**TASK OBJECTIVE**. Go through the entries below, count every line with the string "Uuid", and answer with only that number.

**RECORDS SHOWN**.
use serde::{Deserialize, Serialize};
use utoipa::ToSchema;
use validator::Validate;

use super::volumetric::volumetric_weight_per_piece;
use super::TransportMode;

/// Operator-entered dimensions and weight for one box line.
#[derive(Debug, Clone, PartialEq, Serialize, Deserialize, Validate, ToSchema)]
pub struct BoxInput {
    #[validate(range(min = 1))]
    pub number_of_pieces: i32,
    #[validate(range(min = 0.0))]
    pub length_cm: f64,
    #[validate(range(min = 0.0))]
    pub breadth_cm: f64,
    #[validate(range(min = 0.0))]
    pub height_cm: f64,
    #[validate(range(min = 0.0))]
    pub actual_weight_per_piece: f64,
}

/// A box line with its derived volumetric weights filled in.
#[derive(Debug, Clone, PartialEq, Serialize, Deserialize, ToSchema)]
pub struct BoxWeights {
    pub number_of_pieces: i32,
    pub length_cm: f64,
    pub breadth_cm: f64,
    pub height_cm: f64,
    pub actual_weight_per_piece: f64,
    pub volumetric_weight_per_piece: f64,
    pub total_volumetric_weight: f64,
}

/// Derived weights for a whole shipment.
#[derive(Debug, Clone, PartialEq, Serialize, Deserialize)]
pub struct ShipmentWeights {
    pub boxes: Vec<BoxWeights>,
    pub total_actual_weight: f64,
    pub total_volumetric_weight: f64,
}

/// Computes per-box and shipment-level weights from the raw box lines.
/// Box order is preserved. An empty box list yields zero totals.
pub fn aggregate_boxes(boxes: &[BoxInput], mode: TransportMode, cft_factor: f64) -> ShipmentWeights {
    let mut total_actual_weight = 0.0;
    let mut total_volumetric_weight = 0.0;
    let mut derived = Vec::with_capacity(boxes.len());

    for line in boxes {
        let per_piece = volumetric_weight_per_piece(
            line.length_cm,
            line.breadth_cm,
            line.height_cm,
            mode,
            cft_factor,
        );
        let line_volumetric = per_piece * f64::from(line.number_of_pieces);
        total_actual_weight += line.actual_weight_per_piece * f64::from(line.number_of_pieces);
        total_volumetric_weight += line_volumetric;
        derived.push(BoxWeights {
            number_of_pieces: line.number_of_pieces,
            length_cm: line.length_cm,
            breadth_cm: line.breadth_cm,
            height_cm: line.height_cm,
            actual_weight_per_piece: line.actual_weight_per_piece,
            volumetric_weight_per_piece: per_piece,
            total_volumetric_weight: line_volumetric,
        });
    }

    ShipmentWeights {
        boxes: derived,
        total_actual_weight,
        total_volumetric_weight,
    }
}

#[cfg(test)]
mod tests {
    use super::*;

    fn line(pieces: i32, l: f64, b: f64, h: f64, weight: f64) -> BoxInput {
        BoxInput {
            number_of_pieces: pieces,
            length_cm: l,
            breadth_cm: b,
            height_cm: h,
            actual_weight_per_piece: weight,
        }
    }

    #[test]
    fn sums_actual_weight_across_pieces() {
        let weights = aggregate_boxes(
            &[line(2, 10.0, 10.0, 10.0, 5.0), line(3, 10.0, 10.0, 10.0, 1.0)],
            TransportMode::Surface,
            1.0,
        );
        assert!((weights.total_actual_weight - 13.0).abs() < 1e-9);
    }

    #[test]
    fn sums_volumetric_weight_across_boxes() {
        // One 50x40x20 piece air = 8 kg; two pieces = 16 kg.
        let weights = aggregate_boxes(
            &[line(2, 50.0, 40.0, 20.0, 1.0), line(1, 50.0, 40.0, 20.0, 1.0)],
            TransportMode::Air,
            1.0,
        );
        assert!((weights.total_volumetric_weight - 24.0).abs() < 1e-9);
        assert!((weights.boxes[0].total_volumetric_weight - 16.0).abs() < 1e-9);
        assert!((weights.boxes[1].volumetric_weight_per_piece - 8.0).abs() < 1e-9);
    }

    #[test]
    fn empty_box_list_yields_zero_totals() {
        let weights = aggregate_boxes(&[], TransportMode::Air, 1.0);
        assert_eq!(weights.total_actual_weight, 0.0);
        assert_eq!(weights.total_volumetric_weight, 0.0);
        assert!(weights.boxes.is_empty());
    }

    #[test]
    fn preserves_input_order() {
        let weights = aggregate_boxes(
            &[line(1, 10.0, 1.0, 1.0, 9.0), line(1, 20.0, 1.0, 1.0, 4.0)],
            TransportMode::Surface,
            1.0,
        );
        assert_eq!(weights.boxes[0].length_cm, 10.0);
        assert_eq!(weights.boxes[1].length_cm, 20.0);
    }

    #[test]
    fn rejects_zero_pieces() {
        use validator::Validate;
        assert!(line(0, 10.0, 10.0, 10.0, 1.0).validate().is_err());
        assert!(line(1, 10.0, 10.0, 10.0, 1.0).validate().is_ok());
    }
}
use chrono::{DateTime, Utc};
use rust_decimal::Decimal;
use sea_orm::entity::prelude::*;
use serde::{Deserialize, Serialize};
use uuid::Uuid;

use super::vendor_pincode::OdaStatus;
use crate::rating::TransportMode;

/// One docket. `wfl_weight` and `wfl_volumetric_weight` are derived from
/// the box set and recomputed server-side on every write; `actual_weight`
/// and `actual_volumetric_weight` are the vendor-declared figures.
#[derive(Clone, Debug, PartialEq, DeriveEntityModel, Serialize, Deserialize)]
#[sea_orm(table_name = "shipments")]
pub struct Model {
    #[sea_orm(primary_key, auto_increment = false)]
    pub id: Uuid,
    pub client_id: Uuid,
    pub vendor_id: Uuid,
    pub zone_id: Option<Uuid>,
    pub wfl_number: String,
    pub vendor_awb_number: Option<String>,
    pub mode: TransportMode,
    pub invoice_number: Option<String>,
    pub invoice_value: Decimal,
    pub consignor_from_location: Option<String>,
    pub consignee: Option<String>,
    pub destination: Option<String>,
    pub pin_code: String,
    pub oda: OdaStatus,
    pub total_box: i32,
    pub actual_weight: f64,
    pub actual_volumetric_weight: f64,
    pub wfl_weight: f64,
    pub wfl_volumetric_weight: f64,
    pub shipment_date: Date,
    pub created_by: Option<Uuid>,
    pub created_at: DateTime<Utc>,
    pub updated_at: Option<DateTime<Utc>>,
}

#[derive(Copy, Clone, Debug, EnumIter, DeriveRelation)]
pub enum Relation {
    #[sea_orm(
        belongs_to = "super::client::Entity",
        from = "Column::ClientId",
        to = "super::client::Column::Id"
    )]
    Client,
    #[sea_orm(
        belongs_to = "super::vendor::Entity",
        from = "Column::VendorId",
        to = "super::vendor::Column::Id"
    )]
    Vendor,
    #[sea_orm(
        belongs_to = "super::zone::Entity",
        from = "Column::ZoneId",
        to = "super::zone::Column::Id"
    )]
    Zone,
    #[sea_orm(has_many = "super::shipment_box::Entity")]
    Boxes,
}

impl Related<super::client::Entity> for Entity {
    fn to() -> RelationDef {
        Relation::Client.def()
    }
}

impl Related<super::vendor::Entity> for Entity {
    fn to() -> RelationDef {
        Relation::Vendor.def()
    }
}

impl Related<super::zone::Entity> for Entity {
    fn to() -> RelationDef {
        Relation::Zone.def()
    }
}

impl Related<super::shipment_box::Entity> for Entity {
    fn to() -> RelationDef {
        Relation::Boxes.def()
    }
}

impl ActiveModelBehavior for ActiveModel {}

**TASK OUTPUT**. 6